Marshall wrote:Although this description is widely repeated, it wasn't quite true.
The description (that the wheel has flavors in molecular weight order) was true; I heard Ted say it. However, he didn't get it entirely right for the simple reason that the mapping of flavonoids (flavor chemicals) to sensed flavors is incredibly complicated. I strongly feel that this is no reason to give up on trying to create a wheel that reflects the underlying chemistry. Let's look a the alternative:

I you want a subjectively valid flavor wheel, there is only one rational standard to use -- finding the list of flavor names that allows people to best distinguish between different coffees and coffee origins. This would be the language that makes people the most appreciative coffee drinkers; and identifying it would be a very good thing.
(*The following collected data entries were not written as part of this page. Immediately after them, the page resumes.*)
//! Change-notification primitives for bound object graphs.
//!
//! Anything a path can traverse implements [`Observable`]: a named property
//! read plus an optional [`ChangeSource`]. Objects without a change source
//! are still traversable for value reads; they simply never originate
//! notifications on their own, so only an ancestor segment replacing them
//! refreshes the read.

use std::any::Any;
use std::fmt;
use std::sync::atomic::{AtomicBool, AtomicU64, Ordering};
use std::sync::{Arc, Mutex, Weak};

/// The value of a named property on an [`Observable`].
#[derive(Clone)]
pub enum PropertyValue {
    /// Missing or currently unset. An interior segment resolving to `Null`
    /// terminates the subscription chain early; this is a steady-state
    /// condition, not an error.
    Null,
    /// An intermediate object that can be traversed further.
    Object(Arc<dyn Observable>),
    /// A leaf value, opaque to the traversal machinery.
    Data(Arc<dyn Any + Send + Sync>),
}

impl PropertyValue {
    pub fn data<T: Any + Send + Sync>(value: T) -> Self {
        PropertyValue::Data(Arc::new(value))
    }

    pub fn object(value: Arc<dyn Observable>) -> Self {
        PropertyValue::Object(value)
    }

    pub fn is_null(&self) -> bool {
        matches!(self, PropertyValue::Null)
    }

    pub fn as_object(&self) -> Option<Arc<dyn Observable>> {
        match self {
            PropertyValue::Object(object) => Some(Arc::clone(object)),
            _ => None,
        }
    }

    pub fn downcast<T: Any + Send + Sync>(&self) -> Option<Arc<T>> {
        match self {
            PropertyValue::Data(data) => Arc::clone(data).downcast::<T>().ok(),
            _ => None,
        }
    }
}

impl fmt::Debug for PropertyValue {
    fn fmt(&self, f: &mut fmt::Formatter<'_>) -> fmt::Result {
        match self {
            PropertyValue::Null => f.write_str("Null"),
            PropertyValue::Object(_) => f.write_str("Object(..)"),
            PropertyValue::Data(_) => f.write_str("Data(..)"),
        }
    }
}

/// A node in a bindable object graph.
pub trait Observable: Send + Sync + 'static {
    /// Read the property named `property`. Unknown names return
    /// [`PropertyValue::Null`].
    fn read(&self, property: &str) -> PropertyValue;

    /// The object's change source, if it supports notifications. The default
    /// is `None`: traversable but silent.
    fn changes(&self) -> Option<&ChangeSource> {
        None
    }
}

type ChangeCallback = dyn Fn(&str) + Send + Sync;

struct SourceInner {
    subscribers: Mutex<Vec<(u64, Arc<ChangeCallback>)>>,
    next_id: AtomicU64,
}

/// A list of property-change subscribers.
///
/// Notifications may arrive from any thread; the subscriber list is
/// snapshotted under the lock and callbacks are invoked outside it, so a
/// callback may freely subscribe or detach without deadlocking.
pub struct ChangeSource {
    inner: Arc<SourceInner>,
}

impl ChangeSource {
    pub fn new() -> Self {
        Self {
            inner: Arc::new(SourceInner {
                subscribers: Mutex::new(Vec::new()),
                next_id: AtomicU64::new(1),
            }),
        }
    }

    /// Register `callback` to run on every notification, receiving the name
    /// of the property that changed. Detach the returned guard (or drop it)
    /// to unsubscribe.
    pub fn subscribe(&self, callback: impl Fn(&str) + Send + Sync + 'static) -> ChangeGuard {
        let id = self.inner.next_id.fetch_add(1, Ordering::Relaxed);
        self.inner
            .subscribers
            .lock()
            .unwrap()
            .push((id, Arc::new(callback)));
        ChangeGuard {
            source: Arc::downgrade(&self.inner),
            id,
            detached: AtomicBool::new(false),
        }
    }

    /// Notify every subscriber that `property` changed.
    pub fn notify(&self, property: &str) {
        let snapshot: Vec<Arc<ChangeCallback>> = {
            let subscribers = self.inner.subscribers.lock().unwrap();
            subscribers.iter().map(|(_, cb)| Arc::clone(cb)).collect()
        };
        for callback in snapshot {
            callback(property);
        }
    }

    pub fn subscriber_count(&self) -> usize {
        self.inner.subscribers.lock().unwrap().len()
    }
}

impl Default for ChangeSource {
    fn default() -> Self {
        Self::new()
    }
}

impl fmt::Debug for ChangeSource {
    fn fmt(&self, f: &mut fmt::Formatter<'_>) -> fmt::Result {
        f.debug_struct("ChangeSource")
            .field("subscribers", &self.subscriber_count())
            .finish()
    }
}

/// Detach handle for a single subscription.
///
/// `detach` is idempotent and never panics: resubscription logic detaches
/// ranges of the chain that may already be partially torn down. Dropping the
/// guard detaches as well.
pub struct ChangeGuard {
    source: Weak<SourceInner>,
    id: u64,
    detached: AtomicBool,
}

impl ChangeGuard {
    pub fn detach(&self) {
        if self.detached.swap(true, Ordering::SeqCst) {
            return;
        }
        if let Some(source) = self.source.upgrade() {
            source
                .subscribers
                .lock()
                .unwrap()
                .retain(|(id, _)| *id != self.id);
        }
    }

    pub fn is_detached(&self) -> bool {
        self.detached.load(Ordering::SeqCst)
    }
}

impl Drop for ChangeGuard {
    fn drop(&mut self) {
        self.detach();
    }
}

impl fmt::Debug for ChangeGuard {
    fn fmt(&self, f: &mut fmt::Formatter<'_>) -> fmt::Result {
        f.debug_struct("ChangeGuard")
            .field("id", &self.id)
            .field("detached", &self.is_detached())
            .finish()
    }
}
But it would require a far more elaborate research program than a chemistry based wheel. Basically, one would need to test hundreds of people at a university psychology lab, priming them with different lists of descriptors and testing their acuity. Moreover, even such a well founded subjective wheel would need to be periodically revised as language habits change.

But there is a more fatal flaw: If maximal discrimination of coffee origins by tasters is the best criteria for using flavor descriptors, it would be best for everyone to create their own list, based on their own habitual way of drinking and identifying coffees. A language that does not pick out public and repeatable referents, but which is used to maximize a personal capacity does not need to be public, nor does it need to be stable.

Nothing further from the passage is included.